(Collected data)
+ + +

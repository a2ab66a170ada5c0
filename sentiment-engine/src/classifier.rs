use crate::cleaner::clean_text;
use pulse_core::{ClassifierError, ErrorExt, SentimentLabel, SentimentResult};

/// A three-class sentiment model returning one score per class.
pub trait SentimentModel {
    fn name(&self) -> &str;

    async fn scores(&self, text: &str) -> Result<Vec<SentimentResult>, ClassifierError>;
}

#[derive(Debug, Clone)]
pub enum DefaultReason {
    EmptyText,
    ModelFailed(ClassifierError),
}

/// Outcome of classifying one text.
///
/// `Defaulted` carries the neutral default but keeps why it was used, so a
/// genuinely neutral post can be told apart from a failed model call.
#[derive(Debug, Clone)]
pub enum Classification {
    Scored(SentimentResult),
    Defaulted(DefaultReason),
}

impl Classification {
    pub fn result(&self) -> SentimentResult {
        match self {
            Classification::Scored(result) => result.clone(),
            Classification::Defaulted(_) => SentimentResult::neutral_default(),
        }
    }

    pub fn label(&self) -> SentimentLabel {
        match self {
            Classification::Scored(result) => result.normalized(),
            Classification::Defaulted(_) => SentimentLabel::Neutral,
        }
    }

    pub fn is_model_failure(&self) -> bool {
        matches!(
            self,
            Classification::Defaulted(DefaultReason::ModelFailed(_))
        )
    }
}

pub struct Classifier<M> {
    model: M,
}

impl<M: SentimentModel> Classifier<M> {
    pub fn new(model: M) -> Self {
        Self { model }
    }

    pub fn model(&self) -> &M {
        &self.model
    }

    /// Cleans `text` and classifies it. Never fails: empty text and model
    /// errors both fall back to the neutral default.
    pub async fn classify(&self, text: &str) -> Classification {
        let cleaned = clean_text(text);
        if cleaned.is_empty() {
            return Classification::Defaulted(DefaultReason::EmptyText);
        }

        let outcome = match self.model.scores(&cleaned).await {
            Ok(scores) => best_score(scores).ok_or_else(|| ClassifierError::EmptyScores {
                model: self.model.name().to_string(),
            }),
            Err(e) => Err(e),
        };

        match outcome {
            Ok(best) => Classification::Scored(best),
            Err(e) => {
                e.log_warn();
                Classification::Defaulted(DefaultReason::ModelFailed(e))
            }
        }
    }
}

/// Highest-scoring class; the first one wins a tie.
fn best_score(scores: Vec<SentimentResult>) -> Option<SentimentResult> {
    scores
        .into_iter()
        .reduce(|best, candidate| {
            if candidate.score > best.score {
                candidate
            } else {
                best
            }
        })
}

+ + +

WHAT TO DO: Go through the records line by line, and copy each line that holds the string "async".

RESULT OF THIS EXERCISE:
    async fn scores(&self, text: &str) -> Result<Vec<SentimentResult>, ClassifierError>;
    pub async fn classify(&self, text: &str) -> Classification {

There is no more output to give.